Chapter 18. Fort Worth Legends: A Young Musician’s Rise Under Bob Wills


Johnny Strawn, around 1948, Fort Worth, Texas

My grandfather, John Henry, walked to his job at the furniture shop. Years ago, the same place had closed down, driven by the Depression, forcing him to move his family to California for work. Now, twelve years later, he has taken giant steps back, from a good job in Los Angeles to once more building furniture for an hour’s wage. Defeat weighs heavily in his heart. Middle age has come, and the future is murky. So, doing what men do, he keeps walking, counting his steps to nowhere. There are many to blame, but he alone bears the burden of his failures.

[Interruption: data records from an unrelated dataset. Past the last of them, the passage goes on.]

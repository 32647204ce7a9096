//! The four rectangular traversal patterns, numbered in visiting order.

use crate::geom::polyline_path;
use crate::kurbo::{Point, Size, Vec2};
use crate::{
    relabel, CirclePiece, Color, Corner, Direction, Error, Layout, Pattern, RectangularLocations,
    RenderContext, StrokeStyle, Style, TextStyle,
};

pub const SIZE: Size = Size::new(400., 300.);

const PANELS: [(Pattern, Corner, Direction); 4] = [
    (Pattern::Default, Corner::NorthWest, Direction::East),
    (Pattern::Snake, Corner::SouthWest, Direction::North),
    (Pattern::Outer, Corner::NorthEast, Direction::West),
    (Pattern::Spiral, Corner::NorthWest, Direction::South),
];

pub fn draw<R: RenderContext>(rc: &mut R, _page: usize) -> Result<(), Error> {
    rc.clear(Color::WHITE);
    let counter = CirclePiece::new(9.)?.style(Style::default().fill(Color::YELLOW));
    let dashed = StrokeStyle::new().dash(vec![3., 2.], 0.);
    let title = TextStyle::new(10., Color::BLACK);
    let numbers = TextStyle::new(8., Color::BLACK);

    for (i, (pattern, corner, direction)) in PANELS.into_iter().enumerate() {
        let origin = Point::new(40. + (i % 2) as f64 * 190., 50. + (i / 2) as f64 * 140.);
        let mut locations = RectangularLocations::new(origin, 5, 4, 30.)
            .start(corner, direction)
            .pattern(pattern)
            .locations()?;
        relabel(&mut locations, |l| l.id.to_string());

        let route: Vec<Point> = locations.iter().map(|l| l.point).collect();
        rc.stroke(polyline_path(&route), &Color::GREY, 1.0, &dashed);

        let layout = Layout::new(locations);
        layout.draw(rc, std::slice::from_ref(&counter))?;
        layout.draw_labels(rc, &numbers, Vec2::ZERO);
        rc.draw_text(&format!("{:?}", pattern), origin + Vec2::new(60., -25.), &title);
    }
    Ok(())
}
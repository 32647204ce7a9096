//! A render context that does nothing.

use kurbo::{Affine, Point, Shape};

use crate::{Color, Error, RenderContext, StrokeStyle, TextStyle};

/// A render context that doesn't render.
///
/// It keeps the transform stack honest and counts what would have been
/// drawn, which makes it handy for tests and for measuring a layout.
#[derive(Debug, Default)]
pub struct NullRenderContext {
    transform: Affine,
    stack: Vec<Affine>,
    /// Number of fill and stroke calls.
    pub shapes: usize,
    /// Number of text runs.
    pub texts: usize,
}

impl NullRenderContext {
    pub fn new() -> NullRenderContext {
        NullRenderContext::default()
    }

    /// How many states are currently saved.
    pub fn depth(&self) -> usize {
        self.stack.len()
    }
}

impl RenderContext for NullRenderContext {
    fn status(&mut self) -> Result<(), Error> {
        Ok(())
    }

    fn clear(&mut self, _color: Color) {}

    fn fill(&mut self, _shape: impl Shape, _color: &Color) {
        self.shapes += 1;
    }

    fn stroke(&mut self, _shape: impl Shape, _color: &Color, _width: f64, _style: &StrokeStyle) {
        self.shapes += 1;
    }

    fn draw_text(&mut self, _text: &str, _pos: impl Into<Point>, _style: &TextStyle) {
        self.texts += 1;
    }

    fn save(&mut self) -> Result<(), Error> {
        self.stack.push(self.transform);
        Ok(())
    }

    fn restore(&mut self) -> Result<(), Error> {
        self.transform = self.stack.pop().ok_or(Error::StackUnbalance)?;
        Ok(())
    }

    fn finish(&mut self) -> Result<(), Error> {
        if self.stack.is_empty() {
            Ok(())
        } else {
            Err(Error::StackUnbalance)
        }
    }

    fn transform(&mut self, transform: Affine) {
        self.transform *= transform;
    }

    fn current_transform(&self) -> Affine {
        self.transform
    }
}

#[cfg(test)]
mod tests {
    use super::*;
    use kurbo::{Circle, Rect, Vec2};

    #[test]
    fn save_and_restore_transforms() {
        let mut rc = NullRenderContext::new();
        rc.save().unwrap();
        rc.transform(Affine::translate(Vec2::new(10.0, 0.0)));
        assert_eq!(rc.depth(), 1);
        assert!(rc.finish().is_err());
        rc.restore().unwrap();
        assert_eq!(rc.current_transform(), Affine::IDENTITY);
        assert!(matches!(rc.restore(), Err(Error::StackUnbalance)));
        rc.finish().unwrap();
    }

    #[test]
    fn counts_drawing() {
        let mut rc = NullRenderContext::new();
        let style = crate::Style::default();
        rc.draw_styled(Rect::new(0.0, 0.0, 1.0, 1.0), &style);
        rc.draw_styled(Circle::new(Point::ORIGIN, 1.0), &crate::Style::filled(Color::RED));
        rc.draw_text("A", Point::ORIGIN, &TextStyle::default());
        assert_eq!(rc.shapes, 3);
        assert_eq!(rc.texts, 1);
    }

    #[test]
    fn with_save_restores_on_error() {
        let mut rc = NullRenderContext::new();
        let result = rc.with_save(|rc| {
            rc.transform(Affine::scale(2.0));
            Err(Error::EmptyGrid)
        });
        assert!(result.is_err());
        assert_eq!(rc.depth(), 0);
        assert_eq!(rc.current_transform(), Affine::IDENTITY);
    }
}
//! Things that can be placed by layouts and tracks.

use kurbo::{Affine, Circle, Point, Rect, RoundedRect, Shape, Size, Vec2};

use crate::error::ensure_positive;
use crate::geom::{polygon_path, polygon_vertices};
use crate::hex::HexGeometry;
use crate::{Error, RenderContext, Style, TextStyle};

/// Something that can be drawn centred on a point.
pub trait Piece {
    /// Draw the piece centred on `centre`, turned `rotation` degrees
    /// counter-clockwise on the page.
    ///
    /// Implementations must leave the transform as they found it.
    fn draw<R: RenderContext>(&self, ctx: &mut R, centre: Point, rotation: f64)
        -> Result<(), Error>;

    /// The unrotated extent of the piece around its own centre.
    fn bounds(&self) -> Rect;
}

/// Text drawn on top of a piece.
#[derive(Clone, Debug, PartialEq)]
#[cfg_attr(feature = "serde", derive(serde::Serialize, serde::Deserialize))]
pub struct Label {
    pub text: String,
    pub style: TextStyle,
    /// Offset from the centre of the piece, before rotation.
    pub offset: Vec2,
}

impl Label {
    pub fn new(text: impl Into<String>) -> Label {
        Label {
            text: text.into(),
            style: TextStyle::default(),
            offset: Vec2::ZERO,
        }
    }

    pub fn style(mut self, style: TextStyle) -> Self {
        self.style = style;
        self
    }

    pub fn offset(mut self, offset: Vec2) -> Self {
        self.offset = offset;
        self
    }
}

/// Draw a shape built around the origin, then its label, at a placement.
fn draw_placed<R: RenderContext>(
    ctx: &mut R,
    centre: Point,
    rotation: f64,
    shape: impl Shape + Clone,
    style: &Style,
    label: Option<&Label>,
) -> Result<(), Error> {
    ctx.with_save(|ctx| {
        // page rotation is counter-clockwise with y pointing down
        ctx.transform(Affine::translate(centre.to_vec2()) * Affine::rotate(-rotation.to_radians()));
        ctx.draw_styled(shape, style);
        if let Some(label) = label {
            ctx.draw_text(&label.text, label.offset.to_point(), &label.style);
        }
        Ok(())
    })
}

/// A single hexagon.
#[derive(Clone, Debug, PartialEq)]
#[cfg_attr(feature = "serde", derive(serde::Serialize, serde::Deserialize))]
pub struct HexPiece {
    pub geometry: HexGeometry,
    pub style: Style,
    pub label: Option<Label>,
}

impl HexPiece {
    pub fn new(geometry: HexGeometry) -> HexPiece {
        HexPiece {
            geometry,
            style: Style::default(),
            label: None,
        }
    }

    pub fn style(mut self, style: Style) -> Self {
        self.style = style;
        self
    }

    pub fn label(mut self, label: Label) -> Self {
        self.label = Some(label);
        self
    }
}

impl Piece for HexPiece {
    fn draw<R: RenderContext>(&self, ctx: &mut R, centre: Point, rotation: f64) -> Result<(), Error> {
        let path = self.geometry.path(Point::ORIGIN);
        draw_placed(ctx, centre, rotation, path, &self.style, self.label.as_ref())
    }

    fn bounds(&self) -> Rect {
        Rect::from_center_size(
            Point::ORIGIN,
            Size::new(self.geometry.width(), self.geometry.height()),
        )
    }
}

#[derive(Clone, Debug, PartialEq)]
#[cfg_attr(feature = "serde", derive(serde::Serialize, serde::Deserialize))]
pub struct CirclePiece {
    pub radius: f64,
    pub style: Style,
    pub label: Option<Label>,
}

impl CirclePiece {
    pub fn new(radius: f64) -> Result<CirclePiece, Error> {
        Ok(CirclePiece {
            radius: ensure_positive("radius", radius)?,
            style: Style::default(),
            label: None,
        })
    }

    pub fn style(mut self, style: Style) -> Self {
        self.style = style;
        self
    }

    pub fn label(mut self, label: Label) -> Self {
        self.label = Some(label);
        self
    }
}

impl Piece for CirclePiece {
    fn draw<R: RenderContext>(&self, ctx: &mut R, centre: Point, rotation: f64) -> Result<(), Error> {
        let circle = Circle::new(Point::ORIGIN, self.radius);
        draw_placed(ctx, centre, rotation, circle, &self.style, self.label.as_ref())
    }

    fn bounds(&self) -> Rect {
        Circle::new(Point::ORIGIN, self.radius).bounding_box()
    }
}

/// A rectangle, optionally with rounded corners.
#[derive(Clone, Debug, PartialEq)]
#[cfg_attr(feature = "serde", derive(serde::Serialize, serde::Deserialize))]
pub struct RectPiece {
    pub size: Size,
    pub rounding: f64,
    pub style: Style,
    pub label: Option<Label>,
}

impl RectPiece {
    pub fn new(size: Size) -> Result<RectPiece, Error> {
        ensure_positive("width", size.width)?;
        ensure_positive("height", size.height)?;
        Ok(RectPiece {
            size,
            rounding: 0.0,
            style: Style::default(),
            label: None,
        })
    }

    pub fn rounding(mut self, radius: f64) -> Self {
        self.rounding = radius.max(0.0);
        self
    }

    pub fn style(mut self, style: Style) -> Self {
        self.style = style;
        self
    }

    pub fn label(mut self, label: Label) -> Self {
        self.label = Some(label);
        self
    }
}

impl Piece for RectPiece {
    fn draw<R: RenderContext>(&self, ctx: &mut R, centre: Point, rotation: f64) -> Result<(), Error> {
        let rect = self.bounds();
        let label = self.label.as_ref();
        if self.rounding > 0.0 {
            let shape = RoundedRect::from_rect(rect, self.rounding);
            draw_placed(ctx, centre, rotation, shape, &self.style, label)
        } else {
            draw_placed(ctx, centre, rotation, rect, &self.style, label)
        }
    }

    fn bounds(&self) -> Rect {
        Rect::from_center_size(Point::ORIGIN, self.size)
    }
}

/// A regular polygon with one vertex pointing up.
#[derive(Clone, Debug, PartialEq)]
#[cfg_attr(feature = "serde", derive(serde::Serialize, serde::Deserialize))]
pub struct PolygonPiece {
    vertices: Vec<Point>,
    pub style: Style,
    pub label: Option<Label>,
}

impl PolygonPiece {
    pub fn new(sides: usize, radius: f64) -> Result<PolygonPiece, Error> {
        Ok(PolygonPiece {
            vertices: polygon_vertices(sides, radius, Point::ORIGIN, 90.0)?,
            style: Style::default(),
            label: None,
        })
    }

    pub fn sides(&self) -> usize {
        self.vertices.len()
    }

    pub fn vertices(&self) -> &[Point] {
        &self.vertices
    }

    pub fn style(mut self, style: Style) -> Self {
        self.style = style;
        self
    }

    pub fn label(mut self, label: Label) -> Self {
        self.label = Some(label);
        self
    }
}

impl Piece for PolygonPiece {
    fn draw<R: RenderContext>(&self, ctx: &mut R, centre: Point, rotation: f64) -> Result<(), Error> {
        let path = polygon_path(&self.vertices);
        draw_placed(ctx, centre, rotation, path, &self.style, self.label.as_ref())
    }

    fn bounds(&self) -> Rect {
        polygon_path(&self.vertices).bounding_box()
    }
}

/// Any of the built-in pieces.
///
/// Layouts take a slice of a single piece type; this lets one layout mix
/// hexes, circles and the rest.
#[derive(Clone, Debug, PartialEq)]
#[cfg_attr(feature = "serde", derive(serde::Serialize, serde::Deserialize))]
pub enum Component {
    Hex(HexPiece),
    Circle(CirclePiece),
    Rect(RectPiece),
    Polygon(PolygonPiece),
}

impl Piece for Component {
    fn draw<R: RenderContext>(&self, ctx: &mut R, centre: Point, rotation: f64) -> Result<(), Error> {
        match self {
            Component::Hex(p) => p.draw(ctx, centre, rotation),
            Component::Circle(p) => p.draw(ctx, centre, rotation),
            Component::Rect(p) => p.draw(ctx, centre, rotation),
            Component::Polygon(p) => p.draw(ctx, centre, rotation),
        }
    }

    fn bounds(&self) -> Rect {
        match self {
            Component::Hex(p) => p.bounds(),
            Component::Circle(p) => p.bounds(),
            Component::Rect(p) => p.bounds(),
            Component::Polygon(p) => p.bounds(),
        }
    }
}

impl From<HexPiece> for Component {
    fn from(p: HexPiece) -> Component {
        Component::Hex(p)
    }
}

impl From<CirclePiece> for Component {
    fn from(p: CirclePiece) -> Component {
        Component::Circle(p)
    }
}

impl From<RectPiece> for Component {
    fn from(p: RectPiece) -> Component {
        Component::Rect(p)
    }
}

impl From<PolygonPiece> for Component {
    fn from(p: PolygonPiece) -> Component {
        Component::Polygon(p)
    }
}

#[cfg(test)]
mod tests {
    use super::*;
    use crate::hex::HexOrientation;
    use crate::{Color, NullRenderContext};

    #[test]
    fn pieces_restore_the_transform() {
        let mut rc = NullRenderContext::new();
        let hex = HexGeometry::from_side(HexOrientation::Pointy, 10.0).unwrap();
        let pieces: Vec<Component> = vec![
            HexPiece::new(hex).label(Label::new("0101")).into(),
            CirclePiece::new(5.0).unwrap().into(),
            RectPiece::new(Size::new(4.0, 6.0)).unwrap().rounding(1.0).into(),
            PolygonPiece::new(5, 8.0).unwrap().style(Style::filled(Color::TAN)).into(),
        ];
        for p in &pieces {
            p.draw(&mut rc, Point::new(20.0, 30.0), 45.0).unwrap();
            assert_eq!(rc.depth(), 0);
            assert_eq!(rc.current_transform(), Affine::IDENTITY);
        }
        // fill and stroke for three pieces, fill only for the polygon
        assert_eq!(rc.shapes, 7);
        assert_eq!(rc.texts, 1);
    }

    #[test]
    fn bounds_are_centred() {
        let hex = HexGeometry::from_side(HexOrientation::Flat, 10.0).unwrap();
        let b = HexPiece::new(hex).bounds();
        assert!((b.width() - 20.0).abs() < 1e-9);
        assert!((b.center().x).abs() < 1e-9);
        let r = RectPiece::new(Size::new(4.0, 6.0)).unwrap().bounds();
        assert_eq!(r, Rect::new(-2.0, -3.0, 2.0, 3.0));
        let tri = PolygonPiece::new(3, 10.0).unwrap();
        assert!((tri.bounds().y0 + 10.0).abs() < 1e-9);
        assert_eq!(tri.sides(), 3);
    }

    #[test]
    fn bad_sizes() {
        assert!(CirclePiece::new(0.0).is_err());
        assert!(RectPiece::new(Size::new(1.0, -1.0)).is_err());
        assert!(matches!(PolygonPiece::new(2, 1.0), Err(Error::TooFewSides(2))));
    }
}
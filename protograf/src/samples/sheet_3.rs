//! A deck of poker-sized cards spread over several A4 pages.

use crate::kurbo::{Point, Rect, RoundedRect, Size, Vec2};
use crate::{
    Color, Deck, Error, HexGeometry, HexOrientation, HexPiece, Label, PaperSize, Piece,
    RenderContext, Style, TextStyle,
};

const PALETTE: [Color; 3] = [Color::TAN, Color::LIGHT_GREY, Color::YELLOW];

pub fn size() -> Size {
    PaperSize::A4.size()
}

fn deck() -> Deck {
    Deck::new(Size::new(180., 252.), 9).copies(2).page(size())
}

pub fn pages() -> Result<usize, Error> {
    deck().page_count()
}

pub fn draw<R: RenderContext>(rc: &mut R, page: usize) -> Result<(), Error> {
    rc.clear(Color::WHITE);
    let deck = deck();
    let emblem = HexGeometry::from_side(HexOrientation::Pointy, 30.)?;
    let title = TextStyle::new(14., Color::BLACK);
    let small = TextStyle::new(7., Color::GREY);

    deck.draw_page(rc, page, Some((&Color::BLACK, 0.5)), |rc, frame| {
        let card = Rect::from_origin_size(Point::ORIGIN, deck.card);
        let background = Style::default().fill(PALETTE[(frame.number - 1) % PALETTE.len()]);
        rc.draw_styled(RoundedRect::from_rect(card, 8.), &background);
        rc.draw_text(&format!("Card {}", frame.number), Point::new(90., 24.), &title);
        HexPiece::new(emblem)
            .label(Label::new(frame.number.to_string()))
            .draw(rc, card.center(), 0.)?;
        let copy = format!("copy {} of {}", frame.copy, deck.copies);
        rc.draw_text(&copy, card.center() + Vec2::new(0., 100.), &small);
        Ok(())
    })
}
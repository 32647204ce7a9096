//! The drawing surface that pieces render onto.

use kurbo::{Affine, Point, Shape};

use crate::{Color, Error, StrokeStyle};

/// Where a line of text sits relative to its position.
#[derive(Clone, Copy, Debug, Default, PartialEq, Eq)]
#[cfg_attr(feature = "serde", derive(serde::Serialize, serde::Deserialize))]
pub enum TextAnchor {
    Start,
    /// Centred horizontally and vertically on the position.
    #[default]
    Middle,
    End,
}

/// Simple text attributes.
///
/// Fonts are left to the backend.
#[derive(Clone, Debug, PartialEq)]
#[cfg_attr(feature = "serde", derive(serde::Serialize, serde::Deserialize))]
pub struct TextStyle {
    pub size: f64,
    pub color: Color,
    pub anchor: TextAnchor,
}

impl Default for TextStyle {
    fn default() -> Self {
        TextStyle {
            size: crate::util::DEFAULT_TEXT_SIZE,
            color: Color::BLACK,
            anchor: TextAnchor::Middle,
        }
    }
}

impl TextStyle {
    pub fn new(size: f64, color: Color) -> TextStyle {
        TextStyle {
            size,
            color,
            anchor: TextAnchor::Middle,
        }
    }

    pub fn anchor(mut self, anchor: TextAnchor) -> Self {
        self.anchor = anchor;
        self
    }
}

/// A page that shapes and text can be drawn on.
///
/// Coordinates are in points with y pointing down the page. The current
/// transform applies to everything drawn.
pub trait RenderContext {
    /// Report an internal error.
    ///
    /// Drawing methods don't return errors; a backend records the first
    /// failure and reports it here.
    fn status(&mut self) -> Result<(), Error>;

    /// Fill the whole page with a color, ignoring the current transform.
    fn clear(&mut self, color: Color);

    /// Fill a shape.
    fn fill(&mut self, shape: impl Shape, color: &Color);

    /// Stroke a shape.
    fn stroke(&mut self, shape: impl Shape, color: &Color, width: f64, style: &StrokeStyle);

    /// Draw a single line of text at a position.
    fn draw_text(&mut self, text: &str, pos: impl Into<Point>, style: &TextStyle);

    /// Save the context state.
    ///
    /// Pushes the current transform onto a stack.
    fn save(&mut self) -> Result<(), Error>;

    /// Restore the context state.
    ///
    /// Pops the state from the stack; an unmatched restore is an error.
    fn restore(&mut self) -> Result<(), Error>;

    /// Finish any pending work on the page.
    fn finish(&mut self) -> Result<(), Error>;

    /// Apply a transform, after the current one.
    fn transform(&mut self, transform: Affine);

    /// The current transform.
    fn current_transform(&self) -> Affine;

    /// Draw a shape with a [`Style`](crate::Style), fill first.
    fn draw_styled(&mut self, shape: impl Shape + Clone, style: &crate::Style) {
        if let Some(fill) = &style.fill {
            self.fill(shape.clone(), fill);
        }
        if let Some(stroke) = &style.stroke {
            if style.stroke_width > 0.0 {
                self.stroke(shape, stroke, style.stroke_width, &style.stroke_style);
            }
        }
    }

    /// Run `f` between a save and a restore.
    fn with_save(&mut self, f: impl FnOnce(&mut Self) -> Result<(), Error>) -> Result<(), Error>
    where
        Self: Sized,
    {
        self.save()?;
        let result = f(self);
        self.restore()?;
        result
    }
}
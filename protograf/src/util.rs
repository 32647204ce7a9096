//! Small helpers shared by grids, layouts and backends.

/// The default point size for labels.
pub const DEFAULT_TEXT_SIZE: f64 = 8.0;

/// Spreadsheet-style column letters: 1 is `A`, 26 is `Z`, 27 is `AA`.
///
/// `n` must be at least 1; zero gives an empty string.
pub fn column_letters(mut n: u32) -> String {
    let mut out = Vec::new();
    while n > 0 {
        let rem = (n - 1) % 26;
        out.push(b'A' + rem as u8);
        n = (n - 1) / 26;
    }
    out.reverse();
    String::from_utf8(out).unwrap_or_default()
}

/// Format a number for output without a trailing `.0` or float noise.
pub fn fmt_number(x: f64) -> String {
    let rounded = (x * 1e4).round() / 1e4;
    if rounded == rounded.trunc() {
        format!("{}", rounded as i64)
    } else {
        format!("{}", rounded)
    }
}

#[cfg(test)]
mod tests {
    use super::*;

    #[test]
    fn letters() {
        assert_eq!(column_letters(1), "A");
        assert_eq!(column_letters(26), "Z");
        assert_eq!(column_letters(27), "AA");
        assert_eq!(column_letters(52), "AZ");
        assert_eq!(column_letters(703), "AAA");
        assert_eq!(column_letters(0), "");
    }

    #[test]
    fn numbers() {
        assert_eq!(fmt_number(3.0), "3");
        assert_eq!(fmt_number(-2.5), "-2.5");
        assert_eq!(fmt_number(0.1 + 0.2), "0.3");
    }
}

The iced ground crunches under his shoes. The cold goes to his bones. His jacket is no match for this weather. He favors the feel of the ground beneath his feet over the Ford sedan in the garage, which is idle most of the time and now a home for mice and other wandering critters.

After the upsetting homecoming with his father, Johnny walked a few blocks to the small neighborhood grocery store to call his best friend, Dick Hickman. His father remained firm in his decision about the telephone, vowing to never have one in the house. The old man viewed the contraption as a rattlesnake in a bag. Lousy news reached him in time enough; no reason to expedite misery.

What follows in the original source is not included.